Vom Kind zum Erwachsenen – Kindergesundheit ist vielfältig

Vom Kind zum Erwachsenen – Kindergesundheit ist vielfältig

Juli 2, 2018 0 Von Tim

Gerade in der Pubertät ist die Gesundheit der Kinder auf eine harte Probe gestellt. Der Körper befindet sich in einer Ausnahmesituation, ebenso wie es den Geist, beziehungsweise die Gefühle betrifft. Vielleicht liegt es genau darin begründet, dass man sich gerade zu diesem Zeitpunkt meist nicht gut fühlt, es zu Krankheiten kommt und man sehr sensibel reagiert. Umso wichtiger ist ein verständnisvolles Umfeld, welches möglichst tolerant und gelassen die richtigen Worte findet.

Jede Veränderung ist kompliziert

Der Körper ist einem großen Stress ausgesetzt, welchen es in diesem Maße bislang noch nicht gegeben hat. Alles ist neu und auch die Sichtweise auf die unterschiedlichsten Dinge verändert sich radikal. All das benötigt viel Einfühlungsvermögen und Fingerspitzengefühl. Lehrer sind mitunter ebenso überlastet wie es Eltern mit der Situation sind. Als Alternative käme für die einen oder anderen möglicherweise ein Psychologe in Betracht. Dieser ist auf derartige Situationen spezialisiert und weiß, was zu tun ist. Vielleicht hilft es den Heranwachsenden auch, sich gegenüber eines Fremden öffnen zu können und unbefangen mit der Situation umgehen zu können.

Krankheit als Warnsignal

Manchmal ist die Flucht in die Krankheit ein Hilfeschrei, der endlich auf das eigentliche Bedürfnis aufmerksam machen soll. Liegen bestimmte Defizite vor oder ist eine Art Ohnmacht vorhanden, die nicht beschrieben werden kann, so bleibt als letzte Rettung nur die eigentliche Krankheit. Diese kann sich in unterschiedlicher Weise und Intensität zeigen. Im Extremfall kann es sogar zu chronischen Beschwerden kommen, welche nur schwer zu beseitigen sind. Im besten Fall sollte man schnell reagieren und die Problematik bei den Wurzeln bekämpfen. Versagensängste sind ebenso möglich wie schulischer Druck, Missstände zwischen Freunden oder eine enttäuschte Liebe.

Ein wachsames Auge haben

Man sollte als Eltern vorhanden sein, aber nicht zu sehr nachfragen. Zu genaues Hinterfragen der Situation könnte schnell in das Gegenteil umschlagen. Statt sich zu öffnen verschließen sich die Kinder noch mehr. Unter Altersgenossen fällt es dagegen viel leichter, offen über die Gefühle und Stimmungen zu sprechen. Ein Verlust kann dementsprechend tiefe Narben hinterlassen und sollte daher ernst genommen werden. Achten Sie also auf kleine Veränderungen und behalten Sie Ihr Kind im Auge. Auch wenn beteuert wird, dass es keinen Grund zur Sorge gibt, ist dies keine Garantie.

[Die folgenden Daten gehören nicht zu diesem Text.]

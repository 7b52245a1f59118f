// 该文件是 Gongga （贡嘎雪线） 项目的一部分。
// src/session.rs - 检测会话生命周期
//
// 本文件根据 Apache 许可证第 2.0 版（以下简称“许可证”）授权使用；
// 除非遵守该许可证条款，否则您不得使用本文件。
// 您可通过以下网址获取许可证副本：
// http://www.apache.org/licenses/LICENSE-2.0
// 除非适用法律要求或书面同意，根据本许可协议分发的软件均按“原样”提供，
// 不附带任何形式的明示或暗示的保证或条件。
// 有关许可权限与限制的具体条款，请参阅本许可协议。
//
// Copyright (C) 2026 Johann Li <me@qinka.pro>, Wareless Group

use std::path::PathBuf;

use thiserror::Error;
use tracing::info;
use url::Url;

use crate::accel::{self, AcceleratorError, AcceleratorToken};
use crate::backend::{InputShape, LayerGeometry, Network, NetworkLoader};
use crate::buffer::SystemAlloc;
use crate::{FromUrl, FromUrlWithScheme};

pub const DEFAULT_WORKER_THREADS: usize = 4;

const SESSION_SCHEME: &str = "yolo";

#[derive(Error, Debug)]
pub enum SessionError {
  #[error("模型加载失败: {0}")]
  ModelLoad(#[source] Box<dyn std::error::Error + Send + Sync>),
  #[error("工作线程池创建失败: {0}")]
  PoolCreation(#[from] rayon::ThreadPoolBuildError),
  #[error("加速库初始化失败: {0}")]
  Accelerator(#[from] AcceleratorError),
  #[error("会话地址无效: {0}")]
  InvalidUrl(String),
}

/// 会话创建参数。`config`/`weights` 交给模型加载器，`names` 是
/// 标签文件路径（检测调用首次需要标签时读取），`threads` 为工作
/// 线程池大小，`accelerator` 控制是否在创建时获取进程级加速凭证。
#[derive(Debug, Clone)]
pub struct SessionOptions {
  pub config: PathBuf,
  pub weights: PathBuf,
  pub names: PathBuf,
  pub threads: usize,
  pub accelerator: bool,
}

impl SessionOptions {
  pub fn new(
    config: impl Into<PathBuf>,
    weights: impl Into<PathBuf>,
    names: impl Into<PathBuf>,
  ) -> Self {
    Self {
      config: config.into(),
      weights: weights.into(),
      names: names.into(),
      threads: DEFAULT_WORKER_THREADS,
      accelerator: false,
    }
  }

  pub fn threads(mut self, threads: usize) -> Self {
    self.threads = threads;
    self
  }

  pub fn accelerator(mut self, accelerator: bool) -> Self {
    self.accelerator = accelerator;
    self
  }
}

impl FromUrl for SessionOptions {
  type Error = SessionError;

  fn from_url(url: &Url) -> Result<Self, SessionError> {
    if url.scheme() != SESSION_SCHEME {
      return Err(SessionError::InvalidUrl(format!(
        "会话地址必须使用 {} 方案",
        SESSION_SCHEME
      )));
    }

    let mut weights = None;
    let mut names = None;
    let mut threads = DEFAULT_WORKER_THREADS;
    let mut accelerator = false;

    for (key, value) in url.query_pairs() {
      match key.as_ref() {
        "weights" => weights = Some(PathBuf::from(value.as_ref())),
        "names" => names = Some(PathBuf::from(value.as_ref())),
        "threads" => {
          threads = value
            .parse()
            .map_err(|_| SessionError::InvalidUrl(format!("threads 参数无效: {value}")))?;
        }
        "accel" => accelerator = matches!(value.as_ref(), "1" | "true"),
        other => {
          return Err(SessionError::InvalidUrl(format!("未知查询参数: {other}")));
        }
      }
    }

    Ok(SessionOptions {
      config: PathBuf::from(url.path()),
      weights: weights
        .ok_or_else(|| SessionError::InvalidUrl("缺少 weights 参数".to_string()))?,
      names: names.ok_or_else(|| SessionError::InvalidUrl("缺少 names 参数".to_string()))?,
      threads,
      accelerator,
    })
  }
}

impl FromUrlWithScheme for SessionOptions {
  const SCHEME: &'static str = SESSION_SCHEME;
}

/// 检测会话：持有已加载的网络与生命周期严格包含在会话内的
/// 固定大小工作线程池。
///
/// 同一会话同一时刻只允许一次在途检测调用；`detect` 取 `&mut self`，
/// 由编译器保证，无需内部加锁。跨线程复用会话由调用方自行串行化。
pub struct Session<N: Network> {
  pub(crate) net: N,
  pub(crate) pool: rayon::ThreadPool,
  pub(crate) accel: Option<AcceleratorToken>,
  pub(crate) names: PathBuf,
  pub(crate) alloc: SystemAlloc,
}

impl<N: Network> Session<N> {
  /// 创建会话：加载模型，按需获取加速凭证，再创建工作线程池。
  /// 线程池创建失败时已加载的模型与加速凭证随错误返回一并释放。
  pub fn create<L>(loader: &L, options: &SessionOptions) -> Result<Self, SessionError>
  where
    L: NetworkLoader<Network = N>,
  {
    let net = loader
      .load(&options.config, &options.weights)
      .map_err(|e| SessionError::ModelLoad(Box::new(e)))?;

    let accel = if options.accelerator {
      Some(accel::initialize()?)
    } else {
      None
    };

    info!("创建工作线程池, 线程数: {}", options.threads);
    let pool = rayon::ThreadPoolBuilder::new()
      .num_threads(options.threads)
      .build()?;

    info!("会话创建完成");
    Ok(Session {
      net,
      pool,
      accel,
      names: options.names.clone(),
      alloc: SystemAlloc::default(),
    })
  }

  pub fn input_shape(&self) -> InputShape {
    self.net.input_shape()
  }

  pub fn detection_geometry(&self) -> LayerGeometry {
    self.net.detection_geometry()
  }

  pub fn pool(&self) -> &rayon::ThreadPool {
    &self.pool
  }

  /// 会话累计的缓冲区分配次数。
  pub fn buffer_allocations(&self) -> u64 {
    self.alloc.allocations()
  }

  /// 销毁会话：释放线程池与模型。`deinit` 为真时消耗加速凭证
  /// （反初始化加速库），否则把仍然有效的凭证交还调用方，
  /// 配对义务随之转移。
  pub fn close(mut self, deinit: bool) -> Option<AcceleratorToken> {
    info!("销毁会话");
    let token = self.accel.take();
    if deinit {
      if let Some(token) = token {
        accel::deinitialize(token);
      }
      None
    } else {
      token
    }
  }
}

Ansteckungsgefahr nicht unterschätzen

Wer kennt diesen Effekt nicht: Wenn ein Kind erkrankt, ist bald der gesamte Kindergarten außer Gefecht gesetzt. Dies kommt daher, weil die Ansteckungsgefahr besonders groß ist und sich die Krankheit dementsprechend weiter verbreiten kann. Regelmäßige Untersuchungen durch den behandelnden Arzt sind daher nicht nur anzuraten sondern sollten als Pflichttermin wahrgenommen werden. Natürlich gibt es die unterschiedlichsten Krankheiten, welche sich entschieden abgrenzen. Zum Beispiel müssen Eltern des Öfteren folgende Erkrankungen fürchten: Grippe, Kopfläuse, Masern, Windpocken, Magen-Darminfekt und so weiter. Die Liste kann beliebig fortgesetzt werden und unterliegt natürlich besonderen Abhängigkeiten wie geografischer Lage, Jahreszeit, Kontaktpersonen. Wichtig ist jedoch zu verstehen, dass es eigentlich kein Kind gibt, welches immer gesund ist und sich niemals ansteckt. Entsprechend sollte die Einstellung sein und eine Panik sollte bestenfalls weitgehend vermieden werden.